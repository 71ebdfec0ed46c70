//! Evaluator entry points and expression dispatch.

use std::cell::Cell;
use std::collections::HashMap;
use std::rc::Rc;

use tracing::{debug, instrument};

use crate::basis::{lift, CallEnv, OpKind, Registry};
use crate::config::EvalBudget;
use crate::error::Error;
use crate::infer::infer_inputs;
use crate::path::Path;
use crate::scope::{analyze, find_references};
use crate::store::Store;
use pathql_lang::{validate, Expr, Index};
use pathql_proto::{render, Multiset, Value};

/// One row of bound input values, parallel to the input path list.
/// `None` marks an optional input that produced nothing.
pub type InputTuple = Vec<Option<Value>>;

/// Scope of an expression being evaluated.
#[derive(Debug, Clone, Default)]
pub struct EvalContext {
    pub(crate) inputs: Rc<Vec<Path>>,
    pub(crate) tuple: InputTuple,
    pub(crate) aliases: Rc<HashMap<String, Multiset>>,
    pub(crate) prefix: Option<Path>,
}

impl EvalContext {
    /// Paths bound by enclosing queries.
    pub fn inputs(&self) -> &[Path] {
        &self.inputs
    }

    /// Values bound to [`EvalContext::inputs`] for the current row.
    pub fn tuple(&self) -> &[Option<Value>] {
        &self.tuple
    }

    /// Path that partial paths are grafted onto.
    pub fn prefix(&self) -> Option<&Path> {
        self.prefix.as_ref()
    }

    pub(crate) fn with_row(&self, inputs: Rc<Vec<Path>>, tuple: InputTuple) -> Self {
        Self {
            inputs,
            tuple,
            aliases: Rc::clone(&self.aliases),
            prefix: self.prefix.clone(),
        }
    }

    pub(crate) fn with_prefix(&self, prefix: Option<Path>) -> Self {
        Self {
            prefix,
            ..self.clone()
        }
    }
}

/// Evaluates query trees against a store.
///
/// An evaluator is a session: the `next()` counter and the recursion depth
/// live here, so one evaluator should not be shared between threads.
pub struct Evaluator<'a> {
    store: &'a Store,
    registry: Registry,
    budget: EvalBudget,
    depth: Cell<usize>,
    next_value: Cell<i64>,
}

impl<'a> Evaluator<'a> {
    /// Create a new evaluator with the standard library and default budget.
    pub fn new(store: &'a Store) -> Self {
        Self {
            store,
            registry: Registry::standard(),
            budget: EvalBudget::default(),
            depth: Cell::new(0),
            next_value: Cell::new(1),
        }
    }

    /// Set the resource budget.
    pub fn with_budget(mut self, budget: EvalBudget) -> Self {
        self.budget = budget;
        self
    }

    /// Replace the operator registry.
    pub fn with_registry(mut self, registry: Registry) -> Self {
        self.registry = registry;
        self
    }

    /// The store queries run against.
    pub fn store(&self) -> &Store {
        self.store
    }

    /// The operator registry.
    pub fn registry(&self) -> &Registry {
        &self.registry
    }

    /// The resource budget.
    pub fn budget(&self) -> EvalBudget {
        self.budget
    }

    /// Evaluate a query at top level.
    #[instrument(skip(self, expr), fields(kind = expr.kind_name()))]
    pub fn query(&self, expr: &Expr) -> Result<Multiset, Error> {
        validate(expr)?;
        let out = self.toplevel(expr)?;
        debug!(rows = out.len(), "query finished");
        Ok(out)
    }

    /// Evaluate a query and render the result as JSON.
    pub fn run(&self, expr: &Expr) -> Result<serde_json::Value, Error> {
        Ok(render(&self.query(expr)?))
    }

    /// Evaluate in an empty scope.
    pub(crate) fn toplevel(&self, expr: &Expr) -> Result<Multiset, Error> {
        self.subquery(expr, &EvalContext::default())
    }

    /// Evaluate as a subquery and keep only the result column.
    pub(crate) fn subquery(&self, expr: &Expr, ctx: &EvalContext) -> Result<Multiset, Error> {
        let (_, rows) = self.subquery_full(expr, &[], ctx)?;
        Ok(rows.into_iter().filter_map(|mut row| row.pop().flatten()).collect())
    }

    /// Evaluate as a subquery.
    ///
    /// Infers the input paths `expr` introduces, builds the input tuples
    /// over them and evaluates `expr` once per tuple. Each output row is the
    /// input tuple followed by one result value. Also returns the input list
    /// the rows are aligned with (minus the result column).
    pub(crate) fn subquery_full(
        &self,
        expr: &Expr,
        extra: &[(Option<Path>, &Expr)],
        ctx: &EvalContext,
    ) -> Result<(Rc<Vec<Path>>, Vec<InputTuple>), Error> {
        let refs = find_references(expr, ctx.prefix.as_ref(), extra, &self.registry)?;
        let analysis = analyze(refs);
        let inputs = infer_inputs(&analysis.direct, &analysis.subquery, &ctx.inputs);
        if !inputs.is_empty() {
            debug!(
                inputs = ?inputs.iter().map(Path::to_string).collect::<Vec<_>>(),
                "inferred input paths"
            );
        }

        let rows = self.build_tuples(&inputs, &analysis, ctx)?;

        let mut bound = ctx.inputs.as_ref().clone();
        bound.extend(inputs);
        let bound = Rc::new(bound);

        let mut out = Vec::new();
        for row in rows {
            let sub = ctx.with_row(Rc::clone(&bound), row.clone());
            for value in self.eval(expr, &sub)? {
                let mut full = row.clone();
                full.push(Some(value));
                out.push(full);
            }
            self.check_rows(out.len(), "subquery")?;
        }
        Ok((bound, out))
    }

    /// Evaluate an expression in the current scope.
    pub(crate) fn eval(&self, expr: &Expr, ctx: &EvalContext) -> Result<Multiset, Error> {
        let _guard = self.enter()?;
        match expr {
            Expr::Str { value } => Ok(vec![Value::Str(value.clone())]),
            Expr::Int { value } => Ok(vec![Value::Int(*value)]),
            Expr::Float { value } => Ok(vec![Value::Float(*value)]),
            Expr::Bool { value } => Ok(vec![Value::Bool(*value)]),
            Expr::Set { elements } => {
                let mut out = Vec::new();
                for element in elements {
                    out.extend(self.eval(element, ctx)?);
                }
                Ok(out)
            }
            Expr::Tuple { elements } => {
                let args = self.eval_each(elements.iter(), ctx)?;
                lift(&args, |vs| Ok(Value::Tuple(vs.to_vec())))
            }
            Expr::Array { elements } => {
                let args = self.eval_each(elements.iter(), ctx)?;
                lift(&args, |vs| Ok(Value::Array(vs.to_vec())))
            }
            Expr::NamedTuple { elements } => {
                let args = self.eval_each(elements.iter().map(|e| &e.value), ctx)?;
                lift(&args, |vs| {
                    Ok(Value::NamedTuple(
                        elements
                            .iter()
                            .map(|e| e.name.clone())
                            .zip(vs.iter().cloned())
                            .collect(),
                    ))
                })
            }
            Expr::BinOp { op, left, right } => {
                self.func_or_op(OpKind::Binop, &op.to_uppercase(), &[&**left, &**right], ctx)
            }
            Expr::UnaryOp { op, operand } => {
                self.func_or_op(OpKind::Unop, &op.to_uppercase(), &[&**operand], ctx)
            }
            Expr::Call { func, args } => {
                let args: Vec<&Expr> = args.iter().collect();
                self.func_or_op(OpKind::Func, func, &args, ctx)
            }
            Expr::Cast { ty, expr } => self.func_or_op(OpKind::Cast, ty, &[&**expr], ctx),
            Expr::IfElse {
                if_expr,
                condition,
                else_expr,
            } => self.func_or_op(
                OpKind::Binop,
                "IF",
                &[&**if_expr, &**condition, &**else_expr],
                ctx,
            ),
            Expr::Indirection { arg, indices } => self.eval_indirection(arg, indices, ctx),
            Expr::Path(path) => {
                let path = Path::graft(ctx.prefix.as_ref(), path, false)?;
                self.eval_path(&path, ctx)
            }
            Expr::Shape(shape) => self.eval_shape(shape, ctx),
            Expr::Select(query) => self.eval_select(query, ctx),
            Expr::For(query) => self.eval_for(query, ctx),
            Expr::Detached { expr } => self.toplevel(expr),
        }
    }

    fn eval_each<'e>(
        &self,
        exprs: impl Iterator<Item = &'e Expr>,
        ctx: &EvalContext,
    ) -> Result<Vec<Multiset>, Error> {
        exprs.map(|expr| self.eval(expr, ctx)).collect()
    }

    /// Resolve an operator, evaluate its arguments by parameter kind and
    /// apply it.
    fn func_or_op(
        &self,
        kind: OpKind,
        name: &str,
        args: &[&Expr],
        ctx: &EvalContext,
    ) -> Result<Multiset, Error> {
        let op = self.registry.resolve(kind, name, args.len())?;
        let mut values = Vec::with_capacity(args.len());
        for (arg, param) in args.iter().zip(&op.params) {
            let value = if param.is_subquery() {
                self.subquery(arg, ctx)?
            } else {
                self.eval(arg, ctx)?
            };
            values.push(value);
        }
        let out = op.apply(&values, &CallEnv::new(&self.next_value))?;
        self.check_rows(out.len(), name)?;
        Ok(out)
    }

    fn eval_indirection(
        &self,
        arg: &Expr,
        indices: &[Index],
        ctx: &EvalContext,
    ) -> Result<Multiset, Error> {
        let mut base = self.eval(arg, ctx)?;
        for index in indices {
            base = match index {
                Index::Index { index } => {
                    let positions = self.eval(index, ctx)?;
                    lift(&[base, positions], |vs| get_item(&vs[0], &vs[1]))?
                }
                Index::Slice { start, stop } => {
                    let starts = self.eval_bound(start.as_deref(), ctx)?;
                    let stops = self.eval_bound(stop.as_deref(), ctx)?;
                    let mut out = Vec::new();
                    for value in &base {
                        for start in &starts {
                            for stop in &stops {
                                out.push(get_slice(value, start.as_ref(), stop.as_ref())?);
                            }
                        }
                    }
                    out
                }
            };
        }
        Ok(base)
    }

    fn eval_bound(&self, expr: Option<&Expr>, ctx: &EvalContext) -> Result<Vec<Option<Value>>, Error> {
        match expr {
            Some(expr) => Ok(self.eval(expr, ctx)?.into_iter().map(Some).collect()),
            None => Ok(vec![None]),
        }
    }

    fn enter(&self) -> Result<DepthGuard<'_>, Error> {
        let depth = self.depth.get() + 1;
        if depth > self.budget.max_depth {
            return Err(Error::BudgetExceeded(format!(
                "expression nesting exceeds {}",
                self.budget.max_depth
            )));
        }
        self.depth.set(depth);
        Ok(DepthGuard(&self.depth))
    }

    pub(crate) fn check_rows(&self, rows: usize, what: &str) -> Result<(), Error> {
        if rows > self.budget.max_rows {
            return Err(Error::BudgetExceeded(format!(
                "{} produced more than {} rows",
                what, self.budget.max_rows
            )));
        }
        Ok(())
    }
}

struct DepthGuard<'a>(&'a Cell<usize>);

impl Drop for DepthGuard<'_> {
    fn drop(&mut self) {
        self.0.set(self.0.get().saturating_sub(1));
    }
}

fn get_item(base: &Value, index: &Value) -> Result<Value, Error> {
    match (base, index) {
        (Value::Str(s), Value::Int(i)) => {
            let chars: Vec<char> = s.chars().collect();
            let at = position(*i, chars.len())?;
            Ok(Value::Str(chars[at].to_string()))
        }
        (Value::Array(items) | Value::Tuple(items), Value::Int(i)) => {
            let at = position(*i, items.len())?;
            Ok(items[at].clone())
        }
        (Value::NamedTuple(fields), Value::Str(name)) => fields
            .iter()
            .find(|(field, _)| field == name)
            .map(|(_, value)| value.clone())
            .ok_or_else(|| Error::invalid(format!("no element named '{}'", name))),
        _ => Err(Error::mismatch("[]", &[base, index])),
    }
}

// Negative indexes count from the end.
fn position(index: i64, len: usize) -> Result<usize, Error> {
    let len_i = len as i64;
    let at = if index < 0 { len_i + index } else { index };
    if (0..len_i).contains(&at) {
        Ok(at as usize)
    } else {
        Err(Error::invalid(format!("index {} out of range", index)))
    }
}

fn get_slice(base: &Value, start: Option<&Value>, stop: Option<&Value>) -> Result<Value, Error> {
    let bound = |value: Option<&Value>| -> Result<Option<i64>, Error> {
        match value {
            None => Ok(None),
            Some(Value::Int(i)) => Ok(Some(*i)),
            Some(other) => Err(Error::mismatch("[:]", &[base, other])),
        }
    };
    let (start, stop) = (bound(start)?, bound(stop)?);
    match base {
        Value::Str(s) => {
            let chars: Vec<char> = s.chars().collect();
            let (from, to) = clamp_range(start, stop, chars.len());
            Ok(Value::Str(chars[from..to].iter().collect()))
        }
        Value::Array(items) => {
            let (from, to) = clamp_range(start, stop, items.len());
            Ok(Value::Array(items[from..to].to_vec()))
        }
        Value::Tuple(items) => {
            let (from, to) = clamp_range(start, stop, items.len());
            Ok(Value::Tuple(items[from..to].to_vec()))
        }
        other => Err(Error::mismatch("[:]", &[other])),
    }
}

fn clamp_range(start: Option<i64>, stop: Option<i64>, len: usize) -> (usize, usize) {
    let clamp = |index: i64| -> usize {
        let len_i = len as i64;
        let at = if index < 0 { len_i + index } else { index };
        at.clamp(0, len_i) as usize
    };
    let from = start.map_or(0, clamp);
    let to = stop.map_or(len, clamp);
    (from, to.max(from))
}
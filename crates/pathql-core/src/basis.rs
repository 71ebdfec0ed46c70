//! Operator and function library.
//!
//! Every operator, cast and function is registered under `(kind, name)` with
//! one [`ParamKind`] per argument. Singleton arguments are evaluated in the
//! current scope and combined by cartesian product ([`lift`]); set-of and
//! optional arguments are evaluated as correlated subqueries and handed over
//! whole.

use std::cell::Cell;
use std::cmp::Ordering;
use std::collections::HashMap;
use std::fmt;
use std::sync::Arc;

use crate::error::Error;
use pathql_proto::{strip_shapes, Multiset, Value};
use uuid::Uuid;

/// Registry namespace.
#[derive(Debug, Clone, Copy, PartialEq, Eq, Hash)]
pub enum OpKind {
    Binop,
    Unop,
    Cast,
    Func,
}

impl fmt::Display for OpKind {
    fn fmt(&self, f: &mut fmt::Formatter<'_>) -> fmt::Result {
        let name = match self {
            OpKind::Binop => "binop",
            OpKind::Unop => "unop",
            OpKind::Cast => "cast",
            OpKind::Func => "func",
        };
        write!(f, "{}", name)
    }
}

/// How an argument position is evaluated.
#[derive(Debug, Clone, Copy, PartialEq, Eq)]
pub enum ParamKind {
    /// Evaluated in scope and lifted over.
    Singleton,
    /// Evaluated as a subquery; absence does not eliminate the row.
    Optional,
    /// Evaluated as a subquery and passed as a whole multiset.
    SetOf,
}

impl ParamKind {
    /// Whether arguments in this position are evaluated as subqueries.
    pub fn is_subquery(self) -> bool {
        matches!(self, ParamKind::Optional | ParamKind::SetOf)
    }
}

/// Session state available to implementations.
pub struct CallEnv<'a> {
    next_value: &'a Cell<i64>,
}

impl<'a> CallEnv<'a> {
    /// Create a new environment over a session counter.
    pub fn new(next_value: &'a Cell<i64>) -> Self {
        Self { next_value }
    }

    /// Take the next value of the session counter.
    pub fn next_value(&self) -> i64 {
        let value = self.next_value.get();
        self.next_value.set(value + 1);
        value
    }
}

/// A lifted implementation: one multiset per argument in, one multiset out.
pub type Implementation = Arc<dyn Fn(&[Multiset], &CallEnv<'_>) -> Result<Multiset, Error> + Send + Sync>;

/// A registered operator or function.
#[derive(Clone)]
pub struct Operator {
    /// One entry per argument.
    pub params: Vec<ParamKind>,
    implementation: Implementation,
}

impl Operator {
    /// Apply to already-evaluated arguments.
    pub fn apply(&self, args: &[Multiset], env: &CallEnv<'_>) -> Result<Multiset, Error> {
        (self.implementation)(args, env)
    }
}

impl fmt::Debug for Operator {
    fn fmt(&self, f: &mut fmt::Formatter<'_>) -> fmt::Result {
        f.debug_struct("Operator").field("params", &self.params).finish()
    }
}

/// Table of operators, casts and functions.
#[derive(Debug, Clone)]
pub struct Registry {
    operators: HashMap<(OpKind, String), Operator>,
}

impl Default for Registry {
    fn default() -> Self {
        Self::standard()
    }
}

impl Registry {
    /// Create an empty registry.
    pub fn empty() -> Self {
        Self {
            operators: HashMap::new(),
        }
    }

    /// Register an implementation, replacing any previous one.
    pub fn register<F>(&mut self, kind: OpKind, name: &str, params: Vec<ParamKind>, f: F)
    where
        F: Fn(&[Multiset], &CallEnv<'_>) -> Result<Multiset, Error> + Send + Sync + 'static,
    {
        self.operators.insert(
            (kind, name.to_string()),
            Operator {
                params,
                implementation: Arc::new(f),
            },
        );
    }

    /// Look up an operator.
    pub fn get(&self, kind: OpKind, name: &str) -> Option<&Operator> {
        self.operators.get(&(kind, name.to_string()))
    }

    /// Look up an operator, failing on unknown names and wrong arity.
    pub fn resolve(&self, kind: OpKind, name: &str, arity: usize) -> Result<&Operator, Error> {
        let op = self.get(kind, name).ok_or_else(|| Error::UnknownOperator {
            kind,
            name: name.to_string(),
        })?;
        if op.params.len() != arity {
            return Err(Error::Arity {
                kind,
                name: name.to_string(),
                expected: op.params.len(),
                got: arity,
            });
        }
        Ok(op)
    }

    /// Parameter kinds for an operator, if registered.
    pub fn params(&self, kind: OpKind, name: &str) -> Option<&[ParamKind]> {
        self.get(kind, name).map(|op| op.params.as_slice())
    }

    /// Registered names of a kind, sorted.
    pub fn names(&self, kind: OpKind) -> Vec<&str> {
        let mut names: Vec<&str> = self
            .operators
            .keys()
            .filter(|(k, _)| *k == kind)
            .map(|(_, name)| name.as_str())
            .collect();
        names.sort_unstable();
        names
    }

    /// Resolve and apply an operator.
    pub fn call(
        &self,
        kind: OpKind,
        name: &str,
        args: &[Multiset],
        env: &CallEnv<'_>,
    ) -> Result<Multiset, Error> {
        self.resolve(kind, name, args.len())?.apply(args, env)
    }

    /// The standard library.
    pub fn standard() -> Self {
        use ParamKind::{Optional, SetOf, Singleton};

        let mut reg = Self::empty();

        // Arithmetic and comparison
        reg.binop("+", add);
        reg.binop("++", add);
        reg.binop("-", sub);
        reg.binop("*", mul);
        reg.binop("/", true_div);
        reg.binop("//", floor_div);
        reg.binop("%", modulo);
        reg.binop("^", pow);
        reg.binop("=", |a, b| Ok(Value::Bool(a == b)));
        reg.binop("!=", |a, b| Ok(Value::Bool(a != b)));
        reg.binop("<", |a, b| compare_with("<", a, b, Ordering::is_lt));
        reg.binop("<=", |a, b| compare_with("<=", a, b, Ordering::is_le));
        reg.binop(">", |a, b| compare_with(">", a, b, Ordering::is_gt));
        reg.binop(">=", |a, b| compare_with(">=", a, b, Ordering::is_ge));
        reg.binop("OR", |a, b| logic("OR", a, b, |x, y| x || y));
        reg.binop("AND", |a, b| logic("AND", a, b, |x, y| x && y));

        // Set-level binary operators
        reg.register(OpKind::Binop, "?=", vec![Optional, Optional], |args, _| {
            Ok(optional_eq(&args[0], &args[1], true))
        });
        reg.register(OpKind::Binop, "?!=", vec![Optional, Optional], |args, _| {
            Ok(optional_eq(&args[0], &args[1], false))
        });
        reg.register(OpKind::Binop, "IN", vec![Singleton, SetOf], |args, _| {
            Ok(args[0]
                .iter()
                .map(|e| Value::Bool(args[1].contains(e)))
                .collect())
        });
        reg.register(OpKind::Binop, "NOT IN", vec![Singleton, SetOf], |args, _| {
            Ok(args[0]
                .iter()
                .map(|e| Value::Bool(!args[1].contains(e)))
                .collect())
        });
        reg.register(OpKind::Binop, "??", vec![Optional, SetOf], |args, _| {
            let chosen = if args[0].is_empty() { &args[1] } else { &args[0] };
            Ok(strip_shapes(chosen))
        });
        reg.register(OpKind::Binop, "UNION", vec![SetOf, SetOf], |args, _| {
            Ok(strip_shapes(&[args[0].as_slice(), args[1].as_slice()].concat()))
        });
        reg.register(OpKind::Binop, "IF", vec![SetOf, Singleton, SetOf], |args, _| {
            let mut out = Vec::new();
            for cond in &args[1] {
                if cond.is_truthy() {
                    out.extend(args[0].iter().cloned());
                } else {
                    out.extend(args[2].iter().cloned());
                }
            }
            Ok(out)
        });

        // Unary operators
        reg.unop("-", negate);
        reg.unop("+", |v| match v {
            Value::Int(_) | Value::Float(_) => Ok(v.clone()),
            other => Err(Error::mismatch("unary +", &[other])),
        });
        reg.unop("NOT", |v| match v {
            Value::Bool(b) => Ok(Value::Bool(!b)),
            other => Err(Error::mismatch("NOT", &[other])),
        });
        reg.register(OpKind::Unop, "EXISTS", vec![SetOf], |args, _| {
            Ok(vec![Value::Bool(!args[0].is_empty())])
        });
        reg.register(OpKind::Unop, "DISTINCT", vec![SetOf], |args, _| {
            Ok(dedup(args[0].clone()))
        });

        // Casts
        reg.cast("str", cast_str);
        reg.cast("int32", |v| {
            let i = cast_int(v)?;
            i32::try_from(i)
                .map(|_| Value::Int(i))
                .map_err(|_| Error::invalid(format!("{} out of range for int32", i)))
        });
        reg.cast("int64", |v| cast_int(v).map(Value::Int));
        reg.cast("uuid", |v| match v {
            Value::Uuid(_) => Ok(v.clone()),
            Value::Str(s) => Uuid::parse_str(s.trim())
                .map(Value::Uuid)
                .map_err(|e| Error::invalid(format!("invalid uuid '{}': {}", s, e))),
            other => Err(Error::mismatch("<uuid>", &[other])),
        });
        reg.cast("array", |v| match v {
            Value::Array(items) if items.is_empty() => Ok(v.clone()),
            _ => Err(Error::invalid("only empty arrays can be cast")),
        });

        // Aggregates
        reg.register(OpKind::Func, "count", vec![SetOf], |args, _| {
            Ok(vec![Value::Int(args[0].len() as i64)])
        });
        reg.register(OpKind::Func, "sum", vec![SetOf], |args, _| {
            let total = args[0]
                .iter()
                .try_fold(Value::Int(0), |acc, v| add(&acc, v))?;
            Ok(vec![total])
        });
        reg.register(OpKind::Func, "min", vec![SetOf], |args, _| {
            Ok(extremum("min", &args[0], Ordering::Less)?.into_iter().collect())
        });
        reg.register(OpKind::Func, "max", vec![SetOf], |args, _| {
            Ok(extremum("max", &args[0], Ordering::Greater)?.into_iter().collect())
        });
        reg.register(OpKind::Func, "all", vec![SetOf], |args, _| {
            Ok(vec![Value::Bool(args[0].iter().all(Value::is_truthy))])
        });
        reg.register(OpKind::Func, "any", vec![SetOf], |args, _| {
            Ok(vec![Value::Bool(args[0].iter().any(Value::is_truthy))])
        });
        reg.register(OpKind::Func, "enumerate", vec![SetOf], |args, _| {
            Ok(args[0]
                .iter()
                .enumerate()
                .map(|(i, v)| Value::Tuple(vec![Value::Int(i as i64), v.clone()]))
                .collect())
        });
        reg.register(OpKind::Func, "array_agg", vec![SetOf], |args, _| {
            Ok(vec![Value::Array(args[0].clone())])
        });

        // Element functions
        reg.register(OpKind::Func, "array_unpack", vec![Singleton], |args, _| {
            let mut out = Vec::new();
            for v in &args[0] {
                match v {
                    Value::Array(items) => out.extend(items.iter().cloned()),
                    other => return Err(Error::mismatch("array_unpack", &[other])),
                }
            }
            Ok(out)
        });
        reg.func1("len", |v| match v {
            Value::Str(s) => Ok(Value::Int(s.chars().count() as i64)),
            Value::Array(items) | Value::Tuple(items) => Ok(Value::Int(items.len() as i64)),
            Value::NamedTuple(fields) => Ok(Value::Int(fields.len() as i64)),
            other => Err(Error::mismatch("len", &[other])),
        });
        reg.register(OpKind::Func, "contains", vec![Singleton, Singleton], |args, _| {
            lift(args, |vs| contains(&vs[0], &vs[1]))
        });
        reg.func1("round", |v| match v {
            Value::Int(_) => Ok(v.clone()),
            Value::Float(f) => float_to_int(f.round_ties_even()).map(Value::Int),
            other => Err(Error::invalid(format!("cannot round {}", other))),
        });
        reg.register(OpKind::Func, "random", vec![], |args, _| {
            lift(args, |_| Ok(Value::Float(rand::random::<f64>())))
        });
        reg.register(OpKind::Func, "next", vec![], |args, env| {
            lift(args, |_| Ok(Value::Int(env.next_value())))
        });
        reg.register(OpKind::Func, "uuid_generate_v1mc", vec![], |args, _| {
            lift(args, |_| Ok(Value::Uuid(Uuid::new_v4())))
        });

        reg
    }

    fn binop(&mut self, name: &str, f: fn(&Value, &Value) -> Result<Value, Error>) {
        use ParamKind::Singleton;
        self.register(OpKind::Binop, name, vec![Singleton, Singleton], move |args, _| {
            lift(args, |vs| f(&vs[0], &vs[1]))
        });
    }

    fn unop(&mut self, name: &str, f: fn(&Value) -> Result<Value, Error>) {
        self.lifted1(OpKind::Unop, name, f);
    }

    fn cast(&mut self, name: &str, f: fn(&Value) -> Result<Value, Error>) {
        self.lifted1(OpKind::Cast, name, f);
    }

    fn func1(&mut self, name: &str, f: fn(&Value) -> Result<Value, Error>) {
        self.lifted1(OpKind::Func, name, f);
    }

    fn lifted1(&mut self, kind: OpKind, name: &str, f: fn(&Value) -> Result<Value, Error>) {
        self.register(kind, name, vec![ParamKind::Singleton], move |args, _| {
            lift(args, |vs| f(&vs[0]))
        });
    }
}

▸ The task: Count the lines in the entries where the string "list" appears, and report only the number.

▸ Answer section: 2